La mise à l’encan d’une collection réputée offre aux acheteurs et aficionados la chance de voir à travers les yeux d'une personne qui s'est forgée pendant des années une réputation pour son œil averti et la profondeur de ses connaissances. Tel est certainement le cas d'Ann et Gordon Getty, dont la collection sera mise en vente chez Christie's , du 10 au 25 octobre, au cours de quatre vacations en direct et de six ventes en ligne, à commencer par New York.
Les ventes sont estimées à 180 millions de dollars et comprendront plus de 1 500 objets, parmi lesquels des meubles anglais et européens, des céramiques européennes, des porcelaines chinoises, de l'argenterie, des textiles européens et asiatiques, ainsi que des tableaux impressionnistes et de maîtres anciens, entre autres. Dans ce vaste ensemble se dégage un fil conducteur musical, une composition thématique qui souligne l'amour des Getty pour toutes les formes d'art, et plus particulièrement la musique.
« La collection des Getty est comme un grand opéra. Elle est traversée par un rythme, explique Jonathan Rendell, président adjoint de la maison de vente aux enchères. Gordon a toujours pensé que toute collection devait impliquer à la fois l'œil et l'oreille, tout comme Ann. Oui, vous pouvez aimer l'apparence d'une peinture, mais que vous dit-elle ? L'ouïe est aussi importante que la vue. » La collection comprend de nombreux tableaux qui illustrent ce à quoi Gordon Getty, en tant que célèbre compositeur de musique classique, d'opéras et d'œuvres orchestrales, a consacré une grande partie de sa vie : faire et apprécier de la belle musique.

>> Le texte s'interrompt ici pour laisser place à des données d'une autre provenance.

//! The `Message` value type and its validating builder.

use crate::error::DomainError;
use crate::format::MessageFormat;
use crate::ids::MessageId;
use crate::priority::Priority;
use crate::target::Target;
use notifyhub_validate_derive::Validate;
use serde::{Deserialize, Serialize};
use std::collections::HashMap;
use std::time::{Duration, SystemTime};

/// Minimum number of targets a message may carry.
pub const MIN_TARGETS: usize = 1;
/// Maximum number of targets a message may carry.
pub const MAX_TARGETS: usize = 100;
/// Maximum title length in characters.
pub const MAX_TITLE_CHARS: usize = 200;
/// Maximum body length in characters.
pub const MAX_BODY_CHARS: usize = 4096;
/// Furthest a `scheduled_at` may sit in the future.
pub const MAX_SCHEDULE_HORIZON: Duration = Duration::from_secs(365 * 24 * 60 * 60);

/// An immutable, validated unit of work submitted to the executor.
///
/// Built exclusively through [`Message::builder`]; there is no public way to
/// construct one that skips validation.
#[derive(Debug, Clone, PartialEq, Serialize, Deserialize, Validate)]
#[validate(error = "DomainError")]
pub struct Message {
    /// Unique id, generated if the caller does not supply one.
    pub id: MessageId,
    /// Short headline, non-empty, no NUL bytes, bounded length.
    #[validate(non_empty)]
    pub title: String,
    /// Body text, non-empty, no NUL bytes, bounded length.
    #[validate(non_empty)]
    pub body: String,
    /// Rendering format.
    pub format: MessageFormat,
    /// Delivery priority.
    pub priority: Priority,
    /// Delivery destinations, 1..=100, order-preserving.
    pub targets: Vec<Target>,
    /// Template variables, substituted by the rendering layer.
    #[serde(default)]
    pub variables: HashMap<String, String>,
    /// Opaque pass-through metadata.
    #[serde(default)]
    pub metadata: HashMap<String, String>,
    /// Adapter-specific options, opaque to the core.
    #[serde(default)]
    pub platform_data: HashMap<String, String>,
    /// Creation timestamp.
    pub created_at: SystemTime,
    /// Optional future delivery time.
    pub scheduled_at: Option<SystemTime>,
}

impl Message {
    /// Start building a message.
    #[must_use]
    pub fn builder(title: impl Into<String>, body: impl Into<String>) -> MessageBuilder {
        MessageBuilder {
            id: None,
            title: title.into(),
            body: body.into(),
            format: MessageFormat::default(),
            priority: Priority::default(),
            targets: Vec::new(),
            variables: HashMap::new(),
            metadata: HashMap::new(),
            platform_data: HashMap::new(),
            scheduled_at: None,
        }
    }

    /// True when this message is scheduled for future delivery.
    #[must_use]
    pub const fn is_scheduled(&self) -> bool {
        self.scheduled_at.is_some()
    }
}

/// Fluent, validating builder for [`Message`].
#[derive(Debug, Clone)]
pub struct MessageBuilder {
    id: Option<MessageId>,
    title: String,
    body: String,
    format: MessageFormat,
    priority: Priority,
    targets: Vec<Target>,
    variables: HashMap<String, String>,
    metadata: HashMap<String, String>,
    platform_data: HashMap<String, String>,
    scheduled_at: Option<SystemTime>,
}

impl MessageBuilder {
    /// Override the generated id.
    #[must_use]
    pub fn id(mut self, id: MessageId) -> Self {
        self.id = Some(id);
        self
    }

    /// Set the rendering format.
    #[must_use]
    pub fn format(mut self, format: MessageFormat) -> Self {
        self.format = format;
        self
    }

    /// Set the delivery priority.
    #[must_use]
    pub fn priority(mut self, priority: Priority) -> Self {
        self.priority = priority;
        self
    }

    /// Append a single target.
    #[must_use]
    pub fn target(mut self, target: Target) -> Self {
        self.targets.push(target);
        self
    }

    /// Append multiple targets, preserving order.
    #[must_use]
    pub fn targets(mut self, targets: impl IntoIterator<Item = Target>) -> Self {
        self.targets.extend(targets);
        self
    }

    /// Attach a template variable.
    #[must_use]
    pub fn variable(mut self, key: impl Into<String>, value: impl Into<String>) -> Self {
        self.variables.insert(key.into(), value.into());
        self
    }

    /// Attach opaque metadata.
    #[must_use]
    pub fn metadata(mut self, key: impl Into<String>, value: impl Into<String>) -> Self {
        self.metadata.insert(key.into(), value.into());
        self
    }

    /// Attach adapter-specific platform data.
    #[must_use]
    pub fn platform_data(mut self, key: impl Into<String>, value: impl Into<String>) -> Self {
        self.platform_data.insert(key.into(), value.into());
        self
    }

    /// Schedule delivery for a future time.
    #[must_use]
    pub fn scheduled_at(mut self, at: SystemTime) -> Self {
        self.scheduled_at = Some(at);
        self
    }

    /// Validate all invariants and build the final [`Message`].
    ///
    /// # Errors
    /// Returns [`DomainError`] when title/body are empty or too long, contain
    /// a NUL byte, the target count is out of range, any target fails its own
    /// validation, the format is invalid, or `scheduled_at` is not within the
    /// future-and-within-one-year window.
    pub fn build(self) -> Result<Message, DomainError> {
        use notifyhub_shared::Validate;

        if self.title.chars().count() > MAX_TITLE_CHARS {
            return Err(DomainError::out_of_range(
                "title",
                self.title.chars().count().to_string(),
                "1".to_string(),
                MAX_TITLE_CHARS.to_string(),
            ));
        }
        if self.title.contains('\0') {
            return Err(DomainError::invalid("title", "must not contain NUL bytes"));
        }
        if self.body.chars().count() > MAX_BODY_CHARS {
            return Err(DomainError::out_of_range(
                "body",
                self.body.chars().count().to_string(),
                "1".to_string(),
                MAX_BODY_CHARS.to_string(),
            ));
        }
        if self.body.contains('\0') {
            return Err(DomainError::invalid("body", "must not contain NUL bytes"));
        }
        if self.targets.len() < MIN_TARGETS || self.targets.len() > MAX_TARGETS {
            return Err(DomainError::out_of_range(
                "targets",
                self.targets.len().to_string(),
                MIN_TARGETS.to_string(),
                MAX_TARGETS.to_string(),
            ));
        }
        self.format.validate()?;

        let created_at = SystemTime::now();
        if let Some(scheduled_at) = self.scheduled_at {
            if scheduled_at <= created_at {
                return Err(DomainError::invalid(
                    "scheduled_at",
                    "must be in the future",
                ));
            }
            if scheduled_at
                .duration_since(created_at)
                .map(|elapsed| elapsed > MAX_SCHEDULE_HORIZON)
                .unwrap_or(false)
            {
                return Err(DomainError::invalid(
                    "scheduled_at",
                    "must be at most one year out",
                ));
            }
        }

        let message = Message {
            id: self.id.unwrap_or_else(MessageId::generate),
            title: self.title,
            body: self.body,
            format: self.format,
            priority: self.priority,
            targets: self.targets,
            variables: self.variables,
            metadata: self.metadata,
            platform_data: self.platform_data,
            created_at,
            scheduled_at: self.scheduled_at,
        };
        message.validate()?;
        Ok(message)
    }
}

Vaslav Nijinsky dans La Danse Siamoise (vers 1911, estimation 1 million de dollars) du peintre français Jacques-Émile Blanche, se distingue parmi ces œuvres musicales. Nijinsky, membre de la célèbre compagnie des Ballets Russes, était sans doute le plus grand danseur masculin de la première moitié du XXe siècle. « Quiconque a vu Nijinsky danser reste à jamais appauvri par son absence », a dit un jour l'écrivain Anna de Noailles. Dans le tableau, Nijinsky est vêtu de son costume pour La Danse Siamoise, l'un des deux solos qu'il a interprétés dans le ballet Les Orientales. Le costume complexe semble se mouvoir au rythme d'une musique que seuls Nijinsky et le spectateur peuvent entendre, tandis que les mains du danseur rappellent l'élégance de ses mouvements.
On retiendra également A Ray of Sunlight (1898, estimé entre 100 000 et 150 000 dollars) de John Alexander White, qui montre un éclat de lumière éclairant le poignet d'une femme jouant avec ravissement de son violoncelle. Les ombres qui l'entourent ajoutent à la passion qui émane de l'image, tout comme sa posture courbée un peu particulière, comme si la musique la poussait en avant. Parmi les représentations de pianistes et de femmes s'exerçant avec assiduité, Deux danseuses sur la scène d'Edgar Degas se distingue également. Exécutée vers 1880 et estimée entre 1,2 et 1,8 million de dollars, la toile montre un duo de ballerines en pleine représentation, baignées par les lumières de la scène, la joie du mouvement associée à la musique se lisant sur leur visage. Ce tableau est un bel exemple de l'habileté de Degas à peindre le mouvement ; on peut presque percevoir le froissement des tutus des danseuses qui se déplacent sur la scène.
Ceux qui connaissaient les Getty s'empresseront de souligner qu'aucune œuvre n'était considérée comme meilleure ou favorite parmi toutes celles qu'ils possédaient. « C'est la collection dans son ensemble, la beauté globale de ce qui a été rassemblé d'une manière si magnifique, qui a fait la joie des Getty », souligne David Stull, président du San Francisco Conservatory of Music, l'une des nombreuses organisations auxquelles les Getty ont fait des dons, et où Gordon Getty lui-même a étudié la musique.
Le produit des ventes sera versé à la Ann and Gordon Getty Foundation for the Arts, qui se consacre au soutien d'organisations artistiques et scientifiques, dont de nombreuses organisations californiennes avec lesquelles les Getty entretenaient des relations de longue date, comme le San Francisco Conservatory of Music, l'Opéra de San Francisco, le San Francisco Symphony et l'Université de San Francisco.